__Work instruction__. Set down the records that follow exactly, every line of them.

[Collection entries]
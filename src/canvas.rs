use image::{Rgba, RgbaImage};

/// Overlay pixels per canvas pixel, per axis.
pub const OVERLAY_SCALE: u32 = 3;

/// Channel sum (R+G+B) below which a pixel counts as dark.
pub const LUMINANCE_THRESHOLD: u16 = 384;

pub const TRANSPARENT: Rgba<u8> = Rgba([0, 0, 0, 0]);
pub const WHITE: Rgba<u8> = Rgba([255, 255, 255, 255]);
pub const BLACK: Rgba<u8> = Rgba([0, 0, 0, 255]);

/// Cursor position in canvas pixel coordinates.
#[derive(Clone, Copy, Debug, Default, PartialEq, Eq, Hash)]
pub struct CursorPos {
    pub x: u32,
    pub y: u32,
}

impl CursorPos {
    pub fn new(x: u32, y: u32) -> Self {
        Self { x, y }
    }
}

/// Arrow-key direction on the canvas axes.
#[derive(Clone, Copy, Debug, PartialEq, Eq)]
pub enum Direction {
    Up,
    Down,
    Left,
    Right,
}

/// Border color of the cursor mark for the pixel underneath it: white on dark
/// pixels, black on light ones. Alpha is not part of the sum.
pub fn border_color(pixel: Rgba<u8>) -> Rgba<u8> {
    if channel_sum(pixel) < LUMINANCE_THRESHOLD {
        WHITE
    } else {
        BLACK
    }
}

/// R+G+B of a pixel, 0..=765.
pub fn channel_sum(pixel: Rgba<u8>) -> u16 {
    let [r, g, b, _] = pixel.0;
    (r as u16) + (g as u16) + (b as u16)
}

// ============================================================================
// IMAGE BUFFER
// ============================================================================

/// One editable raster plus the overlay that carries the cursor mark.
///
/// The overlay is `OVERLAY_SCALE` times the canvas on both axes and stays
/// transparent except for the decoration cell of the cursor: the border pixel
/// at `(x*3, y*3)` and the fill pixel (selected color) at `(x*3+1, y*3+1)`.
/// Both layers are displayed stretched over the same rectangle, overlay on top.
pub struct ImageBuffer {
    canvas: RgbaImage,
    overlay: RgbaImage,
    cursor: CursorPos,
    /// Bumped on every visible change; the view re-uploads textures when it moves.
    generation: u64,
}

impl ImageBuffer {
    /// Wrap `canvas` with a fresh transparent overlay. The cursor starts at the
    /// top-left corner and is not drawn until the first `draw_cursor`.
    pub fn new(canvas: RgbaImage) -> Self {
        let (w, h) = canvas.dimensions();
        let overlay = RgbaImage::from_pixel(w * OVERLAY_SCALE, h * OVERLAY_SCALE, TRANSPARENT);
        Self {
            canvas,
            overlay,
            cursor: CursorPos::default(),
            generation: 0,
        }
    }

    /// Blank canvas filled with `background`.
    pub fn blank(width: u32, height: u32, background: Rgba<u8>) -> Self {
        Self::new(RgbaImage::from_pixel(width, height, background))
    }

    pub fn canvas(&self) -> &RgbaImage {
        &self.canvas
    }

    pub fn overlay(&self) -> &RgbaImage {
        &self.overlay
    }

    pub fn cursor(&self) -> CursorPos {
        self.cursor
    }

    pub fn width(&self) -> u32 {
        self.canvas.width()
    }

    pub fn height(&self) -> u32 {
        self.canvas.height()
    }

    pub fn generation(&self) -> u64 {
        self.generation
    }

    /// Mark the buffer as changed so the widget redraws it.
    pub fn refresh(&mut self) {
        self.generation = self.generation.wrapping_add(1);
    }

    /// Canvas pixel under the cursor.
    pub fn sample(&self) -> Rgba<u8> {
        self.canvas
            .get_pixel_checked(self.cursor.x, self.cursor.y)
            .copied()
            .unwrap_or(TRANSPARENT)
    }

    /// Move the cursor to `(x, y)`, clearing the old decoration cell first.
    /// The caller keeps `(x, y)` inside the canvas; see [`Self::step_cursor`].
    pub fn move_cursor(&mut self, x: u32, y: u32, fill: Rgba<u8>) {
        self.clear_cursor();
        self.cursor = CursorPos::new(x, y);
        self.draw_cursor(fill);
    }

    /// Move the cursor one pixel in `direction` if the target is on the canvas.
    /// Returns whether the cursor moved.
    pub fn step_cursor(&mut self, direction: Direction, fill: Rgba<u8>) -> bool {
        let CursorPos { x, y } = self.cursor;
        let target = match direction {
            Direction::Up => y.checked_sub(1).map(|y| (x, y)),
            Direction::Down => (y + 1 < self.height()).then_some((x, y + 1)),
            Direction::Left => x.checked_sub(1).map(|x| (x, y)),
            Direction::Right => (x + 1 < self.width()).then_some((x + 1, y)),
        };
        match target {
            Some((tx, ty)) => {
                self.move_cursor(tx, ty, fill);
                true
            }
            None => false,
        }
    }

    /// Draw the decoration cell at the cursor with `fill` as the inner pixel.
    pub fn draw_cursor(&mut self, fill: Rgba<u8>) {
        let Some(&under) = self.canvas.get_pixel_checked(self.cursor.x, self.cursor.y) else {
            return;
        };
        let (bx, by) = self.cell_origin();
        self.overlay.put_pixel(bx, by, border_color(under));
        self.overlay.put_pixel(bx + 1, by + 1, fill);
        self.refresh();
    }

    /// Write `color` into the canvas under the cursor and redraw the mark.
    pub fn paint(&mut self, color: Rgba<u8>) {
        let CursorPos { x, y } = self.cursor;
        if x >= self.width() || y >= self.height() {
            return;
        }
        self.canvas.put_pixel(x, y, color);
        // Painting always uses the selected color, which is also the fill.
        self.draw_cursor(color);
    }

    fn clear_cursor(&mut self) {
        if self.cursor.x >= self.width() || self.cursor.y >= self.height() {
            return;
        }
        let (bx, by) = self.cell_origin();
        self.overlay.put_pixel(bx, by, TRANSPARENT);
        self.overlay.put_pixel(bx + 1, by + 1, TRANSPARENT);
    }

    fn cell_origin(&self) -> (u32, u32) {
        (self.cursor.x * OVERLAY_SCALE, self.cursor.y * OVERLAY_SCALE)
    }
}
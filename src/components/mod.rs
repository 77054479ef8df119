pub mod colors;
pub mod view;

__Problem solution__.
filename src/canvas.rs
use image::{Rgba, RgbaImage};

/// Overlay pixels per canvas pixel, per axis.
pub const OVERLAY_SCALE: u32 = 3;

/// Channel sum (R+G+B) below which a pixel counts as dark.
pub const LUMINANCE_THRESHOLD: u16 = 384;

pub const TRANSPARENT: Rgba<u8> = Rgba([0, 0, 0, 0]);
pub const WHITE: Rgba<u8> = Rgba([255, 255, 255, 255]);
pub const BLACK: Rgba<u8> = Rgba([0, 0, 0, 255]);

/// Cursor position in canvas pixel coordinates.
#[derive(Clone, Copy, Debug, Default, PartialEq, Eq, Hash)]
pub struct CursorPos {
    pub x: u32,
    pub y: u32,
}

impl CursorPos {
    pub fn new(x: u32, y: u32) -> Self {
        Self { x, y }
    }
}

/// Arrow-key direction on the canvas axes.
#[derive(Clone, Copy, Debug, PartialEq, Eq)]
pub enum Direction {
    Up,
    Down,
    Left,
    Right,
}

/// Border color of the cursor mark for the pixel underneath it: white on dark
/// pixels, black on light ones. Alpha is not part of the sum.
pub fn border_color(pixel: Rgba<u8>) -> Rgba<u8> {
    if channel_sum(pixel) < LUMINANCE_THRESHOLD {
        WHITE
    } else {
        BLACK
    }
}

/// R+G+B of a pixel, 0..=765.
pub fn channel_sum(pixel: Rgba<u8>) -> u16 {
    let [r, g, b, _] = pixel.0;
    (r as u16) + (g as u16) + (b as u16)
}

// ============================================================================
// IMAGE BUFFER
// ============================================================================

/// One editable raster plus the overlay that carries the cursor mark.
///
/// The overlay is `OVERLAY_SCALE` times the canvas on both axes and stays
/// transparent except for the decoration cell of the cursor: the border pixel
/// at `(x*3, y*3)` and the fill pixel (selected color) at `(x*3+1, y*3+1)`.
/// Both layers are displayed stretched over the same rectangle, overlay on top.
pub struct ImageBuffer {
    canvas: RgbaImage,
    overlay: RgbaImage,
    cursor: CursorPos,
    /// Bumped on every visible change; the view re-uploads textures when it moves.
    generation: u64,
}

impl ImageBuffer {
    /// Wrap `canvas` with a fresh transparent overlay. The cursor starts at the
    /// top-left corner and is not drawn until the first `draw_cursor`.
    pub fn new(canvas: RgbaImage) -> Self {
        let (w, h) = canvas.dimensions();
        let overlay = RgbaImage::from_pixel(w * OVERLAY_SCALE, h * OVERLAY_SCALE, TRANSPARENT);
        Self {
            canvas,
            overlay,
            cursor: CursorPos::default(),
            generation: 0,
        }
    }

    /// Blank canvas filled with `background`.
    pub fn blank(width: u32, height: u32, background: Rgba<u8>) -> Self {
        Self::new(RgbaImage::from_pixel(width, height, background))
    }

    pub fn canvas(&self) -> &RgbaImage {
        &self.canvas
    }

    pub fn overlay(&self) -> &RgbaImage {
        &self.overlay
    }

    pub fn cursor(&self) -> CursorPos {
        self.cursor
    }

    pub fn width(&self) -> u32 {
        self.canvas.width()
    }

    pub fn height(&self) -> u32 {
        self.canvas.height()
    }

    pub fn generation(&self) -> u64 {
        self.generation
    }

    /// Mark the buffer as changed so the widget redraws it.
    pub fn refresh(&mut self) {
        self.generation = self.generation.wrapping_add(1);
    }

    /// Canvas pixel under the cursor.
    pub fn sample(&self) -> Rgba<u8> {
        self.canvas
            .get_pixel_checked(self.cursor.x, self.cursor.y)
            .copied()
            .unwrap_or(TRANSPARENT)
    }

    /// Move the cursor to `(x, y)`, clearing the old decoration cell first.
    /// The caller keeps `(x, y)` inside the canvas; see [`Self::step_cursor`].
    pub fn move_cursor(&mut self, x: u32, y: u32, fill: Rgba<u8>) {
        self.clear_cursor();
        self.cursor = CursorPos::new(x, y);
        self.draw_cursor(fill);
    }

    /// Move the cursor one pixel in `direction` if the target is on the canvas.
    /// Returns whether the cursor moved.
    pub fn step_cursor(&mut self, direction: Direction, fill: Rgba<u8>) -> bool {
        let CursorPos { x, y } = self.cursor;
        let target = match direction {
            Direction::Up => y.checked_sub(1).map(|y| (x, y)),
            Direction::Down => (y + 1 < self.height()).then_some((x, y + 1)),
            Direction::Left => x.checked_sub(1).map(|x| (x, y)),
            Direction::Right => (x + 1 < self.width()).then_some((x + 1, y)),
        };
        match target {
            Some((tx, ty)) => {
                self.move_cursor(tx, ty, fill);
                true
            }
            None => false,
        }
    }

    /// Draw the decoration cell at the cursor with `fill` as the inner pixel.
    pub fn draw_cursor(&mut self, fill: Rgba<u8>) {
        let Some(&under) = self.canvas.get_pixel_checked(self.cursor.x, self.cursor.y) else {
            return;
        };
        let (bx, by) = self.cell_origin();
        self.overlay.put_pixel(bx, by, border_color(under));
        self.overlay.put_pixel(bx + 1, by + 1, fill);
        self.refresh();
    }

    /// Write `color` into the canvas under the cursor and redraw the mark.
    pub fn paint(&mut self, color: Rgba<u8>) {
        let CursorPos { x, y } = self.cursor;
        if x >= self.width() || y >= self.height() {
            return;
        }
        self.canvas.put_pixel(x, y, color);
        // Painting always uses the selected color, which is also the fill.
        self.draw_cursor(color);
    }

    fn clear_cursor(&mut self) {
        if self.cursor.x >= self.width() || self.cursor.y >= self.height() {
            return;
        }
        let (bx, by) = self.cell_origin();
        self.overlay.put_pixel(bx, by, TRANSPARENT);
        self.overlay.put_pixel(bx + 1, by + 1, TRANSPARENT);
    }

    fn cell_origin(&self) -> (u32, u32) {
        (self.cursor.x * OVERLAY_SCALE, self.cursor.y * OVERLAY_SCALE)
    }
}
filename src/components/mod.rs
repository 77054479ef8df119
pub mod colors;
pub mod view;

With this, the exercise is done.